Wide-stance deadlifts are performed from a standing position holding either a barbell or a dumbbell in each hand. Your feet should be wider than shoulder-width apart and turned outward, much like the pose a sumo wrestler adopts. Keep your back straight and head looking forward as you squat down to grasp the bar. Keep your hands between your legs as you do and hold the bar with a mixed grip, in which one palm is facing toward your body while the other faces away from your body. Drive your hips forward and straighten your knees and back to stand straight with the weight in your hand, then squat back down to return the bar to the floor.

Muscles Worked

The wide-stance deadlift works a number of major muscle groups. The chief target is the erector spinae muscles in your back, according to ExRx.net, an anatomy and physical training website. Muscles that work with your body during the deadlift -- also known as synergists -- include the gluteus maximus or butt muscles, adductor magnus, quadriceps or your soleus, a part of your calf muscle. Other muscle groups worked in the sumo deadlift include the hamstrings, abdominals, obliques and upper back muscles including your trapezius and rhomboids.

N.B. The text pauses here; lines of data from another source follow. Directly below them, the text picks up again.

impl ContentTree {
    pub fn filter_label(&self, filter: QuadrantFilter) -> &'static str {
        match filter {
            QuadrantFilter::All => self.library.filters.all,
            QuadrantFilter::Only(quadrant) => self.quadrant_label(quadrant),
        }
    }

    pub fn quadrant_label(&self, quadrant: MoodQuadrant) -> &'static str {
        let filters = &self.library.filters;
        match quadrant {
            MoodQuadrant::Yellow => filters.yellow,
            MoodQuadrant::Red => filters.red,
            MoodQuadrant::Green => filters.green,
            MoodQuadrant::Blue => filters.blue,
        }
    }

    /// Sections holding ordered lists, with their lengths
    fn list_lengths(&self) -> [(&'static str, usize); 7] {
        [
            ("nav", self.nav.len()),
            ("why.cards", self.why.cards.len()),
            ("pipeline.steps", self.pipeline.steps.len()),
            ("ritual.features", self.ritual.features.len()),
            ("tech.points", self.tech.points.len()),
            ("testimonials.items", self.testimonials.items.len()),
            ("faq.items", self.faq.items.len()),
        ]
    }

    /// Every leaf string paired with its field path
    fn leaves(&self) -> Vec<(String, &'static str)> {
        let mut out: Vec<(String, &'static str)> = vec![
            ("language_label".into(), self.language_label),
            ("language_short".into(), self.language_short),
            ("hero.eyebrow".into(), self.hero.eyebrow),
            ("hero.title".into(), self.hero.title),
            ("hero.description".into(), self.hero.description),
            ("why.title".into(), self.why.title),
            ("why.description".into(), self.why.description),
            ("pipeline.title".into(), self.pipeline.title),
            ("pipeline.description".into(), self.pipeline.description),
            ("library.title".into(), self.library.title),
            ("library.description".into(), self.library.description),
            ("library.callout".into(), self.library.callout),
            ("library.filters.all".into(), self.library.filters.all),
            ("library.filters.yellow".into(), self.library.filters.yellow),
            ("library.filters.red".into(), self.library.filters.red),
            ("library.filters.green".into(), self.library.filters.green),
            ("library.filters.blue".into(), self.library.filters.blue),
            ("library.axes.energy_high".into(), self.library.axes.energy_high),
            ("library.axes.energy_low".into(), self.library.axes.energy_low),
            ("library.axes.pleasant_high".into(), self.library.axes.pleasant_high),
            ("library.axes.pleasant_low".into(), self.library.axes.pleasant_low),
            ("ritual.eyebrow".into(), self.ritual.eyebrow),
            ("ritual.title".into(), self.ritual.title),
            ("ritual.description".into(), self.ritual.description),
            ("tech.title".into(), self.tech.title),
            ("tech.description".into(), self.tech.description),
            ("tech.meta".into(), self.tech.meta),
            ("testimonials.title".into(), self.testimonials.title),
            ("faq.title".into(), self.faq.title),
            ("footer.whisper".into(), self.footer.whisper),
        ];

        for (i, item) in self.nav.iter().enumerate() {
            out.push((format!("nav[{}].id", i), item.id));
            out.push((format!("nav[{}].label", i), item.label));
        }
        for (section, cards) in [
            ("why.cards", self.why.cards),
            ("pipeline.steps", self.pipeline.steps),
            ("ritual.features", self.ritual.features),
            ("tech.points", self.tech.points),
        ] {
            for (i, card) in cards.iter().enumerate() {
                out.push((format!("{}[{}].title", section, i), card.title));
                out.push((format!("{}[{}].description", section, i), card.description));
            }
        }
        for (i, t) in self.testimonials.items.iter().enumerate() {
            out.push((format!("testimonials.items[{}].quote", i), t.quote));
            out.push((format!("testimonials.items[{}].name", i), t.name));
            out.push((format!("testimonials.items[{}].role", i), t.role));
        }
        for (i, f) in self.faq.items.iter().enumerate() {
            out.push((format!("faq.items[{}].question", i), f.question));
            out.push((format!("faq.items[{}].answer", i), f.answer));
        }
        out
    }
}

/// Resolves the copy for a language
pub type ContentSource = fn(Language) -> &'static ContentTree;

pub fn content(language: Language) -> &'static ContentTree {
    match language {
        Language::Ko => &KO_KR,
        Language::En => &EN_US,
    }
}

/// Check the compiled-in copy
pub fn validate_content() -> Result<(), ContentError> {
    validate_trees(content)
}

/// Check that every language tree has the same shape as the first one and
/// no empty strings.
pub fn validate_trees(source: ContentSource) -> Result<(), ContentError> {
    let reference = Language::ALL[0];
    let base = source(reference);

    for &language in &Language::ALL {
        let tree = source(language);

        for (field, text) in tree.leaves() {
            if text.trim().is_empty() {
                return Err(ContentError::EmptyText { field, language });
            }
        }

        if language == reference {
            continue;
        }

        for ((section, left_len), (_, right_len)) in base.list_lengths().into_iter().zip(tree.list_lengths()) {
            if left_len != right_len {
                return Err(ContentError::LengthMismatch {
                    section,
                    left: reference,
                    left_len,
                    right: language,
                    right_len,
                });
            }
        }

        for (index, (left, right)) in base.nav.iter().zip(tree.nav.iter()).enumerate() {
            if left.id != right.id {
                return Err(ContentError::NavIdMismatch {
                    index,
                    left: reference,
                    left_id: left.id,
                    right: language,
                    right_id: right.id,
                });
            }
        }
    }

    Ok(())
}

pub const KO_KR: ContentTree = ContentTree {
    language_label: "한국어",
    language_short: "KO",
    nav: &[
        NavItem { id: "why", label: "왜 Auto Zen Garden인가" },
        NavItem { id: "pipeline", label: "경험 흐름" },
        NavItem { id: "ritual", label: "감정 리추얼" },
        NavItem { id: "library", label: "감정 라이브러리" },
        NavItem { id: "testimonials", label: "정원의 목소리" },
        NavItem { id: "faq", label: "FAQ" },
    ],
    hero: Hero {
        eyebrow: "AI 반려돌 감정 정원",
        title: "대화가 감정으로 감정이 모래 위의 예술로",
        description: "Zen Garden 앱은 반려돌과 나눈 대화를 실시간 감정 분석과 샌드 아트 패턴으로 번역합니다. 그레이 톤의 감성 UI와 자동화된 기술이 어우러져, 도시 속에서도 차분한 리추얼을 발견하게 됩니다.",
    },
    why: WhySection {
        title: "왜 Auto Zen Garden인가",
        description: "반려돌과의 대화를 통해 감정을 재발견하고, 그것이 모래 위 시각 언어로 번져 나가는 과정을 한 자리에서 경험할 수 있습니다.",
        cards: &[
            Card {
                title: "깊어진 자기 통찰",
                description: "대화 내용이 감정 분석 리포트로 정리되어, 내가 느낀 감정을 다른 각도에서 확인할 수 있습니다.",
            },
            Card {
                title: "감성적인 정서 회복",
                description: "감정에 맞는 색과 패턴이 시각적 휴식을 제공합니다. 조용한 인터랙션이 마음을 안정시킵니다.",
            },
            Card {
                title: "기억에 남는 예술적 흔적",
                description: "샌드 패턴은 매번 달라집니다. 정원에서 기록된 감정은 나만의 감정 지도이자 새로운 예술이 됩니다.",
            },
        ],
    },
    pipeline: PipelineSection {
        title: "대화가 예술이 되는 흐름",
        description: "앱은 대화를 끊지 않고 감정을 포착하고, 모래 위에서 즉시 패턴으로 번역합니다.",
        steps: &[
            Card {
                title: "1. 반려돌과 대화",
                description: "따뜻하고 호기심 많은 톤으로 반려돌이 이야기를 이끕니다. 최소 다섯 턴 이후 자동 감정 분석이 시작됩니다.",
            },
            Card {
                title: "2. 감정 분석",
                description: "OpenAI Responses API가 감정을 구조화해 대표 감정, 신뢰도, 상위 감정 스코어를 제시합니다.",
            },
            Card {
                title: "3. 모래 패턴 탄생",
                description: "분석된 감정과 매핑된 G-code가 Zen Garden 하드웨어로 전송되어 차분한 패턴을 그려냅니다.",
            },
        ],
    },
    library: LibrarySection {
        title: "감정 무드미터 100",
        description: "플리에커–로웬 무드미터 축을 따라 100개의 감정을 한눈에 볼 수 있어요. 활력(세로)과 즐거움(가로) 좌표가 감정의 위치를 보여줍니다.",
        callout: "사분면 토글로 감정을 하이라이트하고, 말풍선을 눌러 한국어·영어 이름을 확인해 보세요.",
        filters: FilterLabels {
            all: "전체 감정",
            yellow: "높은 활력 · 즐거움",
            red: "높은 활력 · 불편함",
            green: "낮은 활력 · 즐거움",
            blue: "낮은 활력 · 불편함",
        },
        axes: AxisLabels {
            energy_high: "높은 활력",
            energy_low: "낮은 활력",
            pleasant_high: "즐거움",
            pleasant_low: "불편함",
        },
    },
    ritual: RitualSection {
        eyebrow: "앱 전용 기능",
        title: "나만의 감정 리추얼이 되는 이유",
        description: "앱은 단발성 체험에 머무르지 않습니다. 반복 방문할수록 감정 히스토리가 쌓여 나만의 정원이 완성됩니다.",
        features: &[
            Card {
                title: "감정 로그 타임라인",
                description: "감정 분석 결과가 날짜별로 저장되어, 지난 패턴과 감정 변화를 한눈에 볼 수 있습니다.",
            },
            Card {
                title: "패턴 히스토리 갤러리",
                description: "직접 체험한 모래 패턴이 이미지 클립으로 아카이빙되어 감정 지도처럼 누적됩니다.",
            },
            Card {
                title: "돌의 부드러운 속삭임",
                description: "반려돌은 같은 질문을 반복하지 않고, 사용자의 키워드를 되짚어 주며 대화를 이어갑니다.",
            },
        ],
    },
    tech: TechSection {
        title: "조용한 안정성을 만드는 기술",
        description: "감성적인 프런트 경험 뒤에는 안전한 기술 스택이 작동합니다. 운영자는 최소 개입으로 안정적인 순환을 보장합니다.",
        points: &[
            Card {
                title: "OpenAI Responses API",
                description: "감정 추출과 분석 결과를 구조화된 JSON으로 제공해 대화가 끊기지 않습니다.",
            },
            Card {
                title: "Firebase 세션 저장",
                description: "세션별 메시지, 감정 결과, 패턴 상태를 저장해 재방문 시 동일한 감정을 이어갈 수 있습니다.",
            },
            Card {
                title: "GRBL 기반 샌드 패턴",
                description: "Arduino Uno와 gShield가 감정에 맞는 G-code 패턴을 안정적으로 실행하고 진행률을 피드합니다.",
            },
        ],
        meta: "모든 데이터는 비공개 환경에서 처리되며, .env로 키가 관리됩니다.",
    },
    testimonials: TestimonialSection {
        title: "정원이 건네온 목소리",
        items: &[
            Testimonial {
                quote: "대화를 나눌수록 반려돌이 내 감정을 비춰주는 거울이 되었어요. 모래 패턴을 보는 순간 마음이 정리됐습니다.",
                name: "현우",
                role: "관람객",
            },
            Testimonial {
                quote: "전시 현장을 운영하면서도 앱이 세션을 자동으로 리셋해 주니 관람 동선이 매끄러웠습니다.",
                name: "지은",
                role: "큐레이터",
            },
            Testimonial {
                quote: "AI와 인터랙티브 아트가 이렇게 부드럽게 결합된 사례는 드뭅니다. 감정 데이터가 예술로 확장되는 순간이 인상적입니다.",
                name: "Leo",
                role: "Creative Technologist",
            },
        ],
    },
    faq: FaqSection {
        title: "자주 묻는 질문",
        items: &[
            FaqItem {
                question: "체험은 어떤 방식으로 진행되나요?",
                answer: "앱에서 반려돌과 대화를 나누면, 자동으로 감정 분석이 실행되고 패턴 실행을 요청할 수 있습니다. 대화는 감정 분석 중에도 지속됩니다.",
            },
            FaqItem {
                question: "얼마나 시간이 걸리나요?",
                answer: "평균 3~5분 정도 대화를 나누고 감정 분석을 확인한 뒤 패턴을 실행합니다. 패턴 실행은 5~10분 정도 소요됩니다.",
            },
            FaqItem {
                question: "접근성은 어떤가요?",
                answer: "큰 글자, 높은 대비의 다크 테마, 44px 이상의 버튼을 적용했습니다. 네트워크 장애 시에는 임시 감정 결과로 상황을 안내합니다.",
            },
            FaqItem {
                question: "네트워크가 불안정하면 어떻게 되나요?",
                answer: "감정 분석 응답이 실패하면 앱이 mock 결과를 표시하고, 안정화 이후 다시 분석 시도를 안내합니다.",
            },
        ],
    },
    footer: Footer {
        whisper: "“정원은 늘 여기서 너를 기다리고 있어.” – 반려돌",
    },
};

Wide Stance vs. Standard Stance

Conventional deadlifts are performed with your feet shoulder-width apart, according to Muscle & Strength. The conventional foot positioning puts greater effort on strengthening your lower back and postural muscles. If you have a strong back, you might be able to lift more weight using the conventional stance than when using the sumo deadlift. If you have had lower back pain in the past, the sumo deadlift may serve a safer purpose for you. The wide-legged style puts greater emphasis on your buttocks, front and back of the thighs and hips and not your back.


Wide-legged deadlifts can place greater strain on the hips and knees, particularly if you are unaccustomed to the motion, reports Muscle & Strength. You may start with a light-weight dumbbell or no weight at all to become accustomed to the sumo deadlift motion. Stop performing the exercise if you experience pain during the widestance deadlift.